§ **ASSIGNED TASK**: The exercise asks you to copy every line below in which "WinGamePacket" appears.

§ **GIVEN RECORDS**:
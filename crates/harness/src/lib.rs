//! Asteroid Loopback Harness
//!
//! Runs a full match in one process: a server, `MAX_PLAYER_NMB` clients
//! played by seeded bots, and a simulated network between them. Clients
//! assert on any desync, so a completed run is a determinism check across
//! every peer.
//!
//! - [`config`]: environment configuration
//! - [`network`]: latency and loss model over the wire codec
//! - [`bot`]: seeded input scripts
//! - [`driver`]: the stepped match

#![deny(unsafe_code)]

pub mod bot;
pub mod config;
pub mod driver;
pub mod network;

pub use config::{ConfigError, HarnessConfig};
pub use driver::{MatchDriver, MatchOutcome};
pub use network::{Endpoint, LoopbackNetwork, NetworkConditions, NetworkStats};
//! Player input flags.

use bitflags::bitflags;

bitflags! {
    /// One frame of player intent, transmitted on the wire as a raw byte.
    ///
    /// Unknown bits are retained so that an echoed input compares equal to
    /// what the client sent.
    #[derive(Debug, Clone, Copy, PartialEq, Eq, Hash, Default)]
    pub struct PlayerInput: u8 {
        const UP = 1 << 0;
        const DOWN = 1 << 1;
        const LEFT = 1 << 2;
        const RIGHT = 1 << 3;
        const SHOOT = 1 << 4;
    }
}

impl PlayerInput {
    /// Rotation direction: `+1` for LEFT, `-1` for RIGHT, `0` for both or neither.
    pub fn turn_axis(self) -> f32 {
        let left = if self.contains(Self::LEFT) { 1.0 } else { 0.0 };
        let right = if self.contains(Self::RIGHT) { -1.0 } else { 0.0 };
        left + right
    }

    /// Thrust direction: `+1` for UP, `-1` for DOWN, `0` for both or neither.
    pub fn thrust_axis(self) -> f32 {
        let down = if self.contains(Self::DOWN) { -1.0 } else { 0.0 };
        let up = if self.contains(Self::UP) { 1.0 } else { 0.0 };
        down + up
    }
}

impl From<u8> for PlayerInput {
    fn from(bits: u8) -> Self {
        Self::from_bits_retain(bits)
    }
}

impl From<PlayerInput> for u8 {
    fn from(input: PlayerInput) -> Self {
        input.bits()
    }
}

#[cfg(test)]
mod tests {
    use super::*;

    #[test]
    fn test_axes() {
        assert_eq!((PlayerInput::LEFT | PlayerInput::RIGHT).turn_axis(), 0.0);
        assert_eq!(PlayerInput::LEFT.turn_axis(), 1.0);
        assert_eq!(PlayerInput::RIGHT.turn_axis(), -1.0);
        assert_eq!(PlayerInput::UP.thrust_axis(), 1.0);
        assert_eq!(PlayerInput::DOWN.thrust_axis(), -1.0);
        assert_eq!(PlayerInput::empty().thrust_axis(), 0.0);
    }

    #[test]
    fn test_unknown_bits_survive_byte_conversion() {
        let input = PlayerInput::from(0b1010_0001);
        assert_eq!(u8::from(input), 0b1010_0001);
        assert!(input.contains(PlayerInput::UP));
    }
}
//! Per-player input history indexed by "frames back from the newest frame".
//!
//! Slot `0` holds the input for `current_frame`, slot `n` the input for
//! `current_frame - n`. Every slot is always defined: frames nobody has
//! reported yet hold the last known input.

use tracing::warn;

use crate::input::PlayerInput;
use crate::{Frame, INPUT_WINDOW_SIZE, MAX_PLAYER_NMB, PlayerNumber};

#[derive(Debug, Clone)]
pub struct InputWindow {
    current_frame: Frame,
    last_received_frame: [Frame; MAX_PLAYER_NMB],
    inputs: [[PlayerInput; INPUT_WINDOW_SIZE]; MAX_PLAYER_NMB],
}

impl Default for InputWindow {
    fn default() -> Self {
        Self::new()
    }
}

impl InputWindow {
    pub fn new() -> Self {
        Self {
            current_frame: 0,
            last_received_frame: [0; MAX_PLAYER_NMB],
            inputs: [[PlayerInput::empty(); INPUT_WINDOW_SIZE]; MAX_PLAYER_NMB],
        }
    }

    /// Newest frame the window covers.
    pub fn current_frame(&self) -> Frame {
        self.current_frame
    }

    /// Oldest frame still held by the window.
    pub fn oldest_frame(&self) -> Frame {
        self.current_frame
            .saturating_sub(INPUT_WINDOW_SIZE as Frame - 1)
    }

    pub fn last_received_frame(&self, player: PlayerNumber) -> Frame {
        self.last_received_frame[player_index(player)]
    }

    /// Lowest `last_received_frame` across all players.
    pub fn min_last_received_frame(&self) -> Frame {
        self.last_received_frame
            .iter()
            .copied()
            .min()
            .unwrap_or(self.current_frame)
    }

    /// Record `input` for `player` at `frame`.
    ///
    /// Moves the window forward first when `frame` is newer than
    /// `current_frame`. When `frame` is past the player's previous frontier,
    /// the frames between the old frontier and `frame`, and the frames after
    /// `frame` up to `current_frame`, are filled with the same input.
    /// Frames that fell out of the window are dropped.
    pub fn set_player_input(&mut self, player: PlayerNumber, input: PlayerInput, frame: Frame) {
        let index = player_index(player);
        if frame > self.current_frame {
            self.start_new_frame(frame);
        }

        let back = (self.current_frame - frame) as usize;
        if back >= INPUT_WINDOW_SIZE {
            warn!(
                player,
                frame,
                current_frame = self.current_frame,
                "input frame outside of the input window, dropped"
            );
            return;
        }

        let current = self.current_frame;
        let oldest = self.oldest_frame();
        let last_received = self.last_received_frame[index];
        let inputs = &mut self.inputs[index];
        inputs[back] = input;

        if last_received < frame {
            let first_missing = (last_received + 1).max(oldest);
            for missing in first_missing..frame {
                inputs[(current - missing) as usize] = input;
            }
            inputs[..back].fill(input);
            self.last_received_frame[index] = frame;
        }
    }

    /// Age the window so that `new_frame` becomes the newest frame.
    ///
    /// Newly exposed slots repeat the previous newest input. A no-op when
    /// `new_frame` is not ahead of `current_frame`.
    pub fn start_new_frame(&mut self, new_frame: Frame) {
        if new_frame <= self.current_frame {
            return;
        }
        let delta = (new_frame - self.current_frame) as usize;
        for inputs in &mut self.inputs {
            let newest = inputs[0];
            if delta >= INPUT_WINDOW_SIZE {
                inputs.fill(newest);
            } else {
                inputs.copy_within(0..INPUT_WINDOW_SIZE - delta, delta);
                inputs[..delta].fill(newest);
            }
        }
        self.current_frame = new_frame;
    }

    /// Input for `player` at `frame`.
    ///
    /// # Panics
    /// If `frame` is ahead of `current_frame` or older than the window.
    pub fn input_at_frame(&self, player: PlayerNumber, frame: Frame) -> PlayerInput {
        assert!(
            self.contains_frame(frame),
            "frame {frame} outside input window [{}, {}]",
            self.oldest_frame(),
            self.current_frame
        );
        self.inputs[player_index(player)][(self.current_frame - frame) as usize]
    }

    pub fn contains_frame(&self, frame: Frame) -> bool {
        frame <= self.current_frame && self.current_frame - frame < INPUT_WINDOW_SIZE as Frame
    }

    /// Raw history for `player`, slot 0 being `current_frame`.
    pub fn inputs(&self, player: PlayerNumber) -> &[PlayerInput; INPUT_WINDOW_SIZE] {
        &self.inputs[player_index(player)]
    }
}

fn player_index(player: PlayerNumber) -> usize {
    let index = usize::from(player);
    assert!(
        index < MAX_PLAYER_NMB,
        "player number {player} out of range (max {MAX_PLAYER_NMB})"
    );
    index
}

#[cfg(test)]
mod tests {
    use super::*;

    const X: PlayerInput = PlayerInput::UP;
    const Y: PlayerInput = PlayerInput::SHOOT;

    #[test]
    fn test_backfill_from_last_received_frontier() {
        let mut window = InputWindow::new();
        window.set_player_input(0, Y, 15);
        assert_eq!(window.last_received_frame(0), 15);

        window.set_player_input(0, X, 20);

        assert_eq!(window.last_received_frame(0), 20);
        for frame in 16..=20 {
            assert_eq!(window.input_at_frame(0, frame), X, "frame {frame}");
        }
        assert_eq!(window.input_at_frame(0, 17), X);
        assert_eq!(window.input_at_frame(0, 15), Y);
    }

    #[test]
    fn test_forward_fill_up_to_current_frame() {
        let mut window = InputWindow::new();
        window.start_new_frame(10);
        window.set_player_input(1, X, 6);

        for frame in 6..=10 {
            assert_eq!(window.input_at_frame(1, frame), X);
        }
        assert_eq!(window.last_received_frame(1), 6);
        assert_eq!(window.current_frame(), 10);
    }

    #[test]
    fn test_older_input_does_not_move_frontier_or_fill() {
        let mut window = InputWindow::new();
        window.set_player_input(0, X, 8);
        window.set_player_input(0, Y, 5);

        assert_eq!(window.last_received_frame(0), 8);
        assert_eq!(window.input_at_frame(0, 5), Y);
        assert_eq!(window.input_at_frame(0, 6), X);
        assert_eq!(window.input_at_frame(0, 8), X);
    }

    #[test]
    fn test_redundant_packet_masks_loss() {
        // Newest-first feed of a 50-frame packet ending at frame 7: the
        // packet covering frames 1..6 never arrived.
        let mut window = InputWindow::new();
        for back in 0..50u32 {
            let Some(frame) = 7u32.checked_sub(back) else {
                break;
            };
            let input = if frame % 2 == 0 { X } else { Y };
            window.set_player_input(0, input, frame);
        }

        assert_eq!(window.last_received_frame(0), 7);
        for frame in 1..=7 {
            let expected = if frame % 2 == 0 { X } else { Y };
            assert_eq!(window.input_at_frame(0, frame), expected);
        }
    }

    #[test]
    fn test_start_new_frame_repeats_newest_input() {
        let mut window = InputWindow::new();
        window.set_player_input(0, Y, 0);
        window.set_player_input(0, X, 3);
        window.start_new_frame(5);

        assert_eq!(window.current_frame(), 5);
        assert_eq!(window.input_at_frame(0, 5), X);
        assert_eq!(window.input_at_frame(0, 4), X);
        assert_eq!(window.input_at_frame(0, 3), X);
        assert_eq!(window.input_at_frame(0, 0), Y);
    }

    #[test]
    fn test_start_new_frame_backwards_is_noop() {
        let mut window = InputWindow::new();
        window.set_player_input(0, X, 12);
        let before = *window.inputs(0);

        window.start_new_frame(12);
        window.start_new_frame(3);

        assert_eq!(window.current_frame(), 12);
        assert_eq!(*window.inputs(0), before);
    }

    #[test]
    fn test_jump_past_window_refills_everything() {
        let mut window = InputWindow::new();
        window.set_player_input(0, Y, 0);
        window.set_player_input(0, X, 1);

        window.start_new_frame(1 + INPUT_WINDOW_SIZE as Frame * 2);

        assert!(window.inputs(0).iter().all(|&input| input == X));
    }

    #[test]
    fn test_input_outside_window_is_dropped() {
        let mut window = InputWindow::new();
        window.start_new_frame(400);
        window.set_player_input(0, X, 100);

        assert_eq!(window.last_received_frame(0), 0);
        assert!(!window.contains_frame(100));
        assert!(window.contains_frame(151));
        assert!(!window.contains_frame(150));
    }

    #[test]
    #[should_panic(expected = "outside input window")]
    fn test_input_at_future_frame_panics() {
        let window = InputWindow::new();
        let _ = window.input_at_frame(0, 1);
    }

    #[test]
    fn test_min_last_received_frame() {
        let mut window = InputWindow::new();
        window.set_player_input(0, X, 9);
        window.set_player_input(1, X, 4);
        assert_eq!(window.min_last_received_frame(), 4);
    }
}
---
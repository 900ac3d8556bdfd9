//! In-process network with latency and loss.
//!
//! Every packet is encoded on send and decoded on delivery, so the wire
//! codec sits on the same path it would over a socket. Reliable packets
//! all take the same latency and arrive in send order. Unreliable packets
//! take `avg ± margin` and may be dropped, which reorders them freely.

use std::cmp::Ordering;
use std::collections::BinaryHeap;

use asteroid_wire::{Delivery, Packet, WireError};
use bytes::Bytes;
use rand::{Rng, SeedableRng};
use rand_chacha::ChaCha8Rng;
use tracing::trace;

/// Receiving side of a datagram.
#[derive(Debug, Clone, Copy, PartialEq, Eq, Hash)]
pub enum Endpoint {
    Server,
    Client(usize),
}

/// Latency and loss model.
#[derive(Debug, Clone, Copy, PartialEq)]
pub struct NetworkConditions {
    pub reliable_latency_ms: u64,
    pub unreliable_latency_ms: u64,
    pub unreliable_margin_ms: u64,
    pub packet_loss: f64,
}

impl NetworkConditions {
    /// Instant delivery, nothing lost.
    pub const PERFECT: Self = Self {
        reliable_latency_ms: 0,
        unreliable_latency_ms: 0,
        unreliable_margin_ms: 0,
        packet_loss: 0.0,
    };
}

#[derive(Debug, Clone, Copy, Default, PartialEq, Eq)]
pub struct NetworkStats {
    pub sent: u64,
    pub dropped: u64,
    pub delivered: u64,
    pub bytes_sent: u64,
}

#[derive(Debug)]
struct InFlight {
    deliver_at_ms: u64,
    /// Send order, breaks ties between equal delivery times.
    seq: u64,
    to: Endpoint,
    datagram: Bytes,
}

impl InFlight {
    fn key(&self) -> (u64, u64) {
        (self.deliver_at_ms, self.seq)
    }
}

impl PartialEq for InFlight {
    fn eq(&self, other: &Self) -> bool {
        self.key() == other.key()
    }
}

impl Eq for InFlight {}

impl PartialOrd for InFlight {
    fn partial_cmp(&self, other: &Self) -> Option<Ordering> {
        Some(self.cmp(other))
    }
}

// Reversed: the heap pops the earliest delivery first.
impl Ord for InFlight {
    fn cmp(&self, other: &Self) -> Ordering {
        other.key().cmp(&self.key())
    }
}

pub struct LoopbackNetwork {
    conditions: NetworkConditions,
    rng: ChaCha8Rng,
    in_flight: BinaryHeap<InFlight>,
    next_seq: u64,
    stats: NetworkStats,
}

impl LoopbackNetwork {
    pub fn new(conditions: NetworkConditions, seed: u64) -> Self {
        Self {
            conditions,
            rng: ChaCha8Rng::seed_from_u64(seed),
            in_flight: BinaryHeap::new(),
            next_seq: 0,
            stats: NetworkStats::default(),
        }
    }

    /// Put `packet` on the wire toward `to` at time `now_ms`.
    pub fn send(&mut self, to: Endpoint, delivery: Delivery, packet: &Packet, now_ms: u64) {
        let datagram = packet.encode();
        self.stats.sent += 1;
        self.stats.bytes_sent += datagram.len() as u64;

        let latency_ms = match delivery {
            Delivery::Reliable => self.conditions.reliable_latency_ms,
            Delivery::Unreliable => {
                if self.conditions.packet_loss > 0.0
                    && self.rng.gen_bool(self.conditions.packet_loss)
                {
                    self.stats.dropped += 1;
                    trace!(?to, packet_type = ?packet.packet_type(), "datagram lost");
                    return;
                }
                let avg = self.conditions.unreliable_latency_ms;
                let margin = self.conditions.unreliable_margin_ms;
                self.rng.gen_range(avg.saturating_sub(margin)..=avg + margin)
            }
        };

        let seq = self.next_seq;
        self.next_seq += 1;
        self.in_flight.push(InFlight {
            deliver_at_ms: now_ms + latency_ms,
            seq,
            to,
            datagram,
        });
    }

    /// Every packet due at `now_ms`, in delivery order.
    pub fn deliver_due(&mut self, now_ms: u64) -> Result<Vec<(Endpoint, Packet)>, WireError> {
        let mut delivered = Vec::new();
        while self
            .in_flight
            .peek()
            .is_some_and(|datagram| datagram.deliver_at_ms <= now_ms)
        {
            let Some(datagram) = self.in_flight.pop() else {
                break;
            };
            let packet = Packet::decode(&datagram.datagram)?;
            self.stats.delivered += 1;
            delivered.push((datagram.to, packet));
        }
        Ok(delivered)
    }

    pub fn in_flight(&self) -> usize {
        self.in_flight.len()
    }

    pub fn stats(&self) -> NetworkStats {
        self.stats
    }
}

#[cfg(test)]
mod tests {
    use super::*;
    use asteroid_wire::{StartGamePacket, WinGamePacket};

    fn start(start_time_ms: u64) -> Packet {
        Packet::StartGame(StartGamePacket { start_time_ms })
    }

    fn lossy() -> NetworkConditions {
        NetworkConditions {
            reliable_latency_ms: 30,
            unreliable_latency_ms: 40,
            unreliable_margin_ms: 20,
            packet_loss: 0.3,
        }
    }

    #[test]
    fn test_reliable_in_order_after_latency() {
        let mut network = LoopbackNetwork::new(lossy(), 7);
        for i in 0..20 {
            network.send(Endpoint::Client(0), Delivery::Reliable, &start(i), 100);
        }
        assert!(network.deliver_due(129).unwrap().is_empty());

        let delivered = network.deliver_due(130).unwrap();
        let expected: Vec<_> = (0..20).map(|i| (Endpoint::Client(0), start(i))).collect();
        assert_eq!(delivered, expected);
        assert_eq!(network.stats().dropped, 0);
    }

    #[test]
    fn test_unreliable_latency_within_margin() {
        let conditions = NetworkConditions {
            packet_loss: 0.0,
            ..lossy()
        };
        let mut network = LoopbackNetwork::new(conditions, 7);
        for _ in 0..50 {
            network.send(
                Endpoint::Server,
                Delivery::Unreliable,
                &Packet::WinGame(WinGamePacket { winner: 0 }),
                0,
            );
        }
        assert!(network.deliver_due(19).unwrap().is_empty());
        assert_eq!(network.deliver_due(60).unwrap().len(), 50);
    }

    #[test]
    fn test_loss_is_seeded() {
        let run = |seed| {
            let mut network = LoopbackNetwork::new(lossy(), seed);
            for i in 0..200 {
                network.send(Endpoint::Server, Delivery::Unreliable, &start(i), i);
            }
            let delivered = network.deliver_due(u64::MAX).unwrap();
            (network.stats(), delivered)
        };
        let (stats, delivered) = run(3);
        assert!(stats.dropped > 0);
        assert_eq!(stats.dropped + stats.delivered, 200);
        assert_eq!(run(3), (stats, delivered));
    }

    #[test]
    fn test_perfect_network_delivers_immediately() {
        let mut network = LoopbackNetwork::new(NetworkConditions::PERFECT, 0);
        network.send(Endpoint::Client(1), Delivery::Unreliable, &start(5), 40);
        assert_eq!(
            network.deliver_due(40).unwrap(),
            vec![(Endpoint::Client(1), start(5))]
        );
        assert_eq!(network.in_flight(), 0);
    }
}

§ **ANSWER FOR THIS EXERCISE**:
    use asteroid_wire::{StartGamePacket, WinGamePacket};
                &Packet::WinGame(WinGamePacket { winner: 0 }),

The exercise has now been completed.